Liquid entrainment in annular gas–liquid two-phase flow: A critical assessment of experimental data and prediction methods

Abstract

Annular flow is one of the most frequently observed flow patterns with gas–liquid two-phase flows in tubes or channels. In the annular flow pattern, a thin liquid film flows along the channel wall, while the gas flows in the center of the channel carrying liquid droplets in suspension. The fraction of the liquid flow rate that is transported as suspended droplets is quantified using the entrained liquid fraction (ELF), which is a key flow parameter in the analysis and modeling of annular flows. This review provides a critical assessment of ELF experimental data available in the open literature and of ELF prediction methods proposed to date.
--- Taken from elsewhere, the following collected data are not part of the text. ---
//! Polygon-with-holes type.
//!
//! An [`ExPolygon`] is one filled region: an outer contour plus zero or more
//! hole contours. The plane fill produces one `ExPolygon` per disjoint copper
//! fragment, so a fragment's holes stay attached to the fragment they belong
//! to instead of floating as separate polygons.

use crate::geometry::{Point, Polygon};
use crate::CoordF;
use serde::{Deserialize, Serialize};

/// A polygon with holes (exterior contour + interior contours).
#[derive(Debug, Clone, Default, PartialEq, Eq, Hash, Serialize, Deserialize)]
pub struct ExPolygon {
    /// Outer boundary.
    pub contour: Polygon,
    /// Interior holes.
    pub holes: Vec<Polygon>,
}

/// A list of ExPolygons.
pub type ExPolygons = Vec<ExPolygon>;

impl ExPolygon {
    /// Create an ExPolygon with no holes.
    pub fn from_contour(contour: Polygon) -> Self {
        ExPolygon {
            contour,
            holes: Vec::new(),
        }
    }

    /// Create an ExPolygon with holes.
    pub fn with_holes(contour: Polygon, holes: Vec<Polygon>) -> Self {
        ExPolygon { contour, holes }
    }

    /// Whether the contour is missing or degenerate.
    pub fn is_empty(&self) -> bool {
        !self.contour.is_valid()
    }

    /// Net area in square millimeters (contour minus holes).
    pub fn area(&self) -> CoordF {
        let holes: CoordF = self.holes.iter().map(|h| h.area().abs()).sum();
        self.contour.area().abs() - holes
    }

    /// Whether the filled region contains the given point: inside the
    /// contour and not inside any hole.
    pub fn contains_point(&self, p: Point) -> bool {
        self.contour.contains_point(p) && !self.holes.iter().any(|h| h.contains_point(p))
    }
}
The experimental data assessment is carried out by means of a large ELF data bank collected from the literature (4175 data points from 53 literature studies; 10 fluids combinations; operating pressures from atmospheric to 20 MPa; experiments carried out with adiabatic, evaporating, and condensing flows through circular tubes, and non-circular channels with diameters from 3.02 to 155.7 mm), which is critically analyzed devoting special attention to important aspects not adequately addressed in previous studies, such as a cross-comparison between different ELF measuring techniques, and the analysis of flow development and gravity effects. The assessment of the ELF prediction methods focuses on 15 widely quoted methods, which are critically analyzed and whose prediction performance is evaluated against the measured data. The curated ELF experimental data bank is provided in full and usable form. Research gaps for further investigations are identified and discussed.